MATERIAL FOR THE TASK Block Start
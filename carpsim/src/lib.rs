//! carpsim - Discrete event network simulator for carp protocol testing.
//!
//! Hosts many carp routers in a single process with no real-time delays:
//! deterministic event ordering, configurable topology (fully connected,
//! chain, star, or custom) with per-link loss, delay, and quality, a
//! scenario builder, and gradient/traffic metrics.
//!
//! # Example
//!
//! ```
//! use carpsim::{Duration, ScenarioBuilder};
//!
//! // A sink plus three nodes, fully connected. After a couple of Hello
//! // waves every node knows its distance to the sink.
//! let result = ScenarioBuilder::new(4)
//!     .with_seed(42)
//!     .run_for(Duration::from_secs(2));
//! assert!(result.converged());
//! ```
//!
//! # Architecture
//!
//! The simulator keeps a priority queue of events ordered by
//! `(time, sequence)`. The main loop:
//! 1. Pop the next event and advance simulation time
//! 2. Call the target node's handlers directly (`handle_control`,
//!    `route_input`, `handle_timer`)
//! 3. Drain the node's transport and protocol events
//! 4. Route transmissions through the topology as delivery events
//! 5. Re-arm the node's timer wakeup from `next_timer()`

// Link the critical-section provider for embassy-sync channels.
use critical_section as _;

pub mod event;
pub mod metrics;
pub mod node;
pub mod scenario;
pub mod sim;
pub mod topology;

// Re-export main types
pub use carp::{Config, Duration, NodeAddress, Timestamp};
pub use event::{Event, ScenarioAction, ScheduledEvent};
pub use metrics::{GradientSnapshot, SimMetrics, SimulationResult};
pub use node::SimNode;
pub use scenario::ScenarioBuilder;
pub use sim::Simulator;
pub use topology::{Link, Topology};
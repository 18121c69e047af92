//! Time types for the carp protocol.
//!
//! All protocol state transitions take the current time as an explicit
//! parameter instead of consulting a platform clock. This keeps the core
//! deterministic under simulation: the host decides what "now" is.

use core::ops::{Add, AddAssign, Sub};

/// Protocol timestamp in milliseconds.
///
/// Wraps a u64 to prevent mixing points in time with spans of time.
#[derive(Debug, Clone, Copy, PartialEq, Eq, PartialOrd, Ord, Hash, Default)]
pub struct Timestamp(u64);

impl Timestamp {
    /// Zero timestamp (epoch).
    pub const ZERO: Timestamp = Timestamp(0);

    /// Maximum timestamp.
    pub const MAX: Timestamp = Timestamp(u64::MAX);

    /// Create a timestamp from milliseconds.
    #[inline]
    pub const fn from_millis(ms: u64) -> Self {
        Timestamp(ms)
    }

    /// Create a timestamp from seconds.
    #[inline]
    pub const fn from_secs(secs: u64) -> Self {
        Timestamp(secs.saturating_mul(1000))
    }

    /// Get the timestamp as milliseconds.
    #[inline]
    pub const fn as_millis(self) -> u64 {
        self.0
    }

    /// Saturating addition of a duration.
    #[inline]
    pub const fn saturating_add(self, duration: Duration) -> Self {
        Timestamp(self.0.saturating_add(duration.0))
    }

    /// Saturating subtraction of another timestamp, returning a duration.
    ///
    /// Returns `Duration::ZERO` when `other` is in the future.
    #[inline]
    pub const fn saturating_sub(self, other: Timestamp) -> Duration {
        Duration(self.0.saturating_sub(other.0))
    }
}

impl Add<Duration> for Timestamp {
    type Output = Timestamp;

    #[inline]
    fn add(self, rhs: Duration) -> Timestamp {
        Timestamp(self.0 + rhs.0)
    }
}

impl AddAssign<Duration> for Timestamp {
    #[inline]
    fn add_assign(&mut self, rhs: Duration) {
        self.0 += rhs.0;
    }
}

impl Sub for Timestamp {
    type Output = Duration;

    #[inline]
    fn sub(self, rhs: Timestamp) -> Duration {
        Duration(self.0 - rhs.0)
    }
}

/// Duration in milliseconds.
///
/// Represents a time span, not a point in time.
#[derive(Debug, Clone, Copy, PartialEq, Eq, PartialOrd, Ord, Hash, Default)]
pub struct Duration(u64);

impl Duration {
    /// Zero duration.
    pub const ZERO: Duration = Duration(0);

    /// Create a duration from milliseconds.
    #[inline]
    pub const fn from_millis(ms: u64) -> Self {
        Duration(ms)
    }

    /// Create a duration from seconds.
    #[inline]
    pub const fn from_secs(secs: u64) -> Self {
        Duration(secs.saturating_mul(1000))
    }

    /// Get the duration as milliseconds.
    #[inline]
    pub const fn as_millis(self) -> u64 {
        self.0
    }

    /// Get the duration as seconds (truncated).
    #[inline]
    pub const fn as_secs(self) -> u64 {
        self.0 / 1000
    }

    /// Saturating addition.
    #[inline]
    pub const fn saturating_add(self, other: Duration) -> Self {
        Duration(self.0.saturating_add(other.0))
    }

    /// Saturating multiplication.
    #[inline]
    pub const fn saturating_mul(self, n: u64) -> Self {
        Duration(self.0.saturating_mul(n))
    }
}

impl Add for Duration {
    type Output = Duration;

    #[inline]
    fn add(self, rhs: Duration) -> Duration {
        Duration(self.0 + rhs.0)
    }
}

#[cfg(test)]
mod tests {
    use super::*;

    #[test]
    fn test_construction() {
        assert_eq!(Timestamp::from_secs(2).as_millis(), 2000);
        assert_eq!(Duration::from_millis(1500).as_secs(), 1);
        assert_eq!(Duration::from_secs(3).as_millis(), 3000);
    }

    #[test]
    fn test_timestamp_arithmetic() {
        let t = Timestamp::from_secs(10) + Duration::from_secs(5);
        assert_eq!(t, Timestamp::from_secs(15));
        assert_eq!(t - Timestamp::from_secs(10), Duration::from_secs(5));
    }

    #[test]
    fn test_saturating() {
        assert_eq!(
            Timestamp::MAX.saturating_add(Duration::from_secs(1)),
            Timestamp::MAX
        );
        let early = Timestamp::from_secs(1);
        let late = Timestamp::from_secs(2);
        assert_eq!(early.saturating_sub(late), Duration::ZERO);
        assert_eq!(late.saturating_sub(early), Duration::from_secs(1));
    }

    #[test]
    fn test_ordering() {
        assert!(Timestamp::from_secs(1) < Timestamp::from_secs(2));
        assert!(Duration::from_millis(10) < Duration::from_millis(11));
    }
}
MATERIAL FOR THE TASK Block End
Within the entries above, count each line holding the string "early". Give only the result.

ANSWER TO THIS EXERCISE:
3